(Instructions to follow) Each record below should be set down exactly.

(Records supplied)
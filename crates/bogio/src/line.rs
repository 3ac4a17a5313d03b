use bytes::BytesMut;
use memchr::memchr;
use tokio::io::AsyncRead;
use tokio::io::AsyncReadExt;

/// Reads `\n`-terminated text lines off any `AsyncRead`.
///
/// Player input is text, so lines come back as owned `String`s with the
/// terminator (and an optional `\r`) stripped. Invalid UTF-8 is replaced
/// rather than rejected; telnet clients send all sorts of junk.
#[derive(Debug)]
pub struct LineReader<R> {
    inner: R,
    buf: BytesMut,
    max_line_len: usize,
}

impl<R> LineReader<R> {
    pub fn new(inner: R) -> Self {
        Self {
            inner,
            buf: BytesMut::with_capacity(1024),
            max_line_len: 1024,
        }
    }

    pub fn max_line_len(mut self, max: usize) -> Self {
        self.max_line_len = max.max(1);
        self
    }
}

impl<R: AsyncRead + Unpin> LineReader<R> {
    /// Read one line.
    ///
    /// Returns:
    /// - `Ok(Some(line))` for a complete line (may be empty),
    /// - `Ok(None)` on EOF. A final unterminated line is delivered before
    ///   the `None`, so nothing a client typed is lost on hangup.
    pub async fn read_line(&mut self) -> std::io::Result<Option<String>> {
        loop {
            if let Some(i) = memchr(b'\n', &self.buf) {
                let raw = self.buf.split_to(i + 1);
                return Ok(Some(to_line(&raw[..i])));
            }

            if self.buf.len() > self.max_line_len {
                return Err(std::io::Error::new(
                    std::io::ErrorKind::InvalidData,
                    "line too long",
                ));
            }

            let n = self.inner.read_buf(&mut self.buf).await?;
            if n == 0 {
                if self.buf.is_empty() {
                    return Ok(None);
                }
                let raw = self.buf.split();
                return Ok(Some(to_line(&raw)));
            }
        }
    }
}

fn to_line(mut b: &[u8]) -> String {
    if let Some(stripped) = b.strip_suffix(b"\r") {
        b = stripped;
    }
    String::from_utf8_lossy(b).into_owned()
}

#[cfg(test)]
mod tests {
    use super::*;
    use tokio::io::AsyncWriteExt;

    #[tokio::test]
    async fn reads_crlf_and_lf() {
        let (a, b) = tokio::io::duplex(64);
        tokio::spawn(async move {
            let mut b = b;
            b.write_all(b"north\r\nsay hi\n").await.unwrap();
        });

        let mut lr = LineReader::new(a);
        assert_eq!(lr.read_line().await.unwrap().as_deref(), Some("north"));
        assert_eq!(lr.read_line().await.unwrap().as_deref(), Some("say hi"));
    }

    #[tokio::test]
    async fn delivers_final_partial_line_then_eof() {
        let (a, b) = tokio::io::duplex(64);
        tokio::spawn(async move {
            let mut b = b;
            b.write_all(b"quit").await.unwrap();
            // drop: EOF
        });

        let mut lr = LineReader::new(a);
        assert_eq!(lr.read_line().await.unwrap().as_deref(), Some("quit"));
        assert_eq!(lr.read_line().await.unwrap(), None);
    }

    #[tokio::test]
    async fn rejects_overlong_line() {
        let (a, b) = tokio::io::duplex(256);
        tokio::spawn(async move {
            let mut b = b;
            b.write_all(&[b'x'; 64]).await.unwrap();
        });

        let mut lr = LineReader::new(a).max_line_len(16);
        let err = lr.read_line().await.unwrap_err();
        assert_eq!(err.kind(), std::io::ErrorKind::InvalidData);
    }
}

(Result of the exercise)
filename crates/bogio/src/line.rs
repository 3ac4a17a5313d03b
use bytes::BytesMut;
use memchr::memchr;
use tokio::io::AsyncRead;
use tokio::io::AsyncReadExt;

/// Reads `\n`-terminated text lines off any `AsyncRead`.
///
/// Player input is text, so lines come back as owned `String`s with the
/// terminator (and an optional `\r`) stripped. Invalid UTF-8 is replaced
/// rather than rejected; telnet clients send all sorts of junk.
#[derive(Debug)]
pub struct LineReader<R> {
    inner: R,
    buf: BytesMut,
    max_line_len: usize,
}

impl<R> LineReader<R> {
    pub fn new(inner: R) -> Self {
        Self {
            inner,
            buf: BytesMut::with_capacity(1024),
            max_line_len: 1024,
        }
    }

    pub fn max_line_len(mut self, max: usize) -> Self {
        self.max_line_len = max.max(1);
        self
    }
}

impl<R: AsyncRead + Unpin> LineReader<R> {
    /// Read one line.
    ///
    /// Returns:
    /// - `Ok(Some(line))` for a complete line (may be empty),
    /// - `Ok(None)` on EOF. A final unterminated line is delivered before
    ///   the `None`, so nothing a client typed is lost on hangup.
    pub async fn read_line(&mut self) -> std::io::Result<Option<String>> {
        loop {
            if let Some(i) = memchr(b'\n', &self.buf) {
                let raw = self.buf.split_to(i + 1);
                return Ok(Some(to_line(&raw[..i])));
            }

            if self.buf.len() > self.max_line_len {
                return Err(std::io::Error::new(
                    std::io::ErrorKind::InvalidData,
                    "line too long",
                ));
            }

            let n = self.inner.read_buf(&mut self.buf).await?;
            if n == 0 {
                if self.buf.is_empty() {
                    return Ok(None);
                }
                let raw = self.buf.split();
                return Ok(Some(to_line(&raw)));
            }
        }
    }
}

fn to_line(mut b: &[u8]) -> String {
    if let Some(stripped) = b.strip_suffix(b"\r") {
        b = stripped;
    }
    String::from_utf8_lossy(b).into_owned()
}

#[cfg(test)]
mod tests {
    use super::*;
    use tokio::io::AsyncWriteExt;

    #[tokio::test]
    async fn reads_crlf_and_lf() {
        let (a, b) = tokio::io::duplex(64);
        tokio::spawn(async move {
            let mut b = b;
            b.write_all(b"north\r\nsay hi\n").await.unwrap();
        });

        let mut lr = LineReader::new(a);
        assert_eq!(lr.read_line().await.unwrap().as_deref(), Some("north"));
        assert_eq!(lr.read_line().await.unwrap().as_deref(), Some("say hi"));
    }

    #[tokio::test]
    async fn delivers_final_partial_line_then_eof() {
        let (a, b) = tokio::io::duplex(64);
        tokio::spawn(async move {
            let mut b = b;
            b.write_all(b"quit").await.unwrap();
            // drop: EOF
        });

        let mut lr = LineReader::new(a);
        assert_eq!(lr.read_line().await.unwrap().as_deref(), Some("quit"));
        assert_eq!(lr.read_line().await.unwrap(), None);
    }

    #[tokio::test]
    async fn rejects_overlong_line() {
        let (a, b) = tokio::io::duplex(256);
        tokio::spawn(async move {
            let mut b = b;
            b.write_all(&[b'x'; 64]).await.unwrap();
        });

        let mut lr = LineReader::new(a).max_line_len(16);
        let err = lr.read_line().await.unwrap_err();
        assert_eq!(err.kind(), std::io::ErrorKind::InvalidData);
    }
}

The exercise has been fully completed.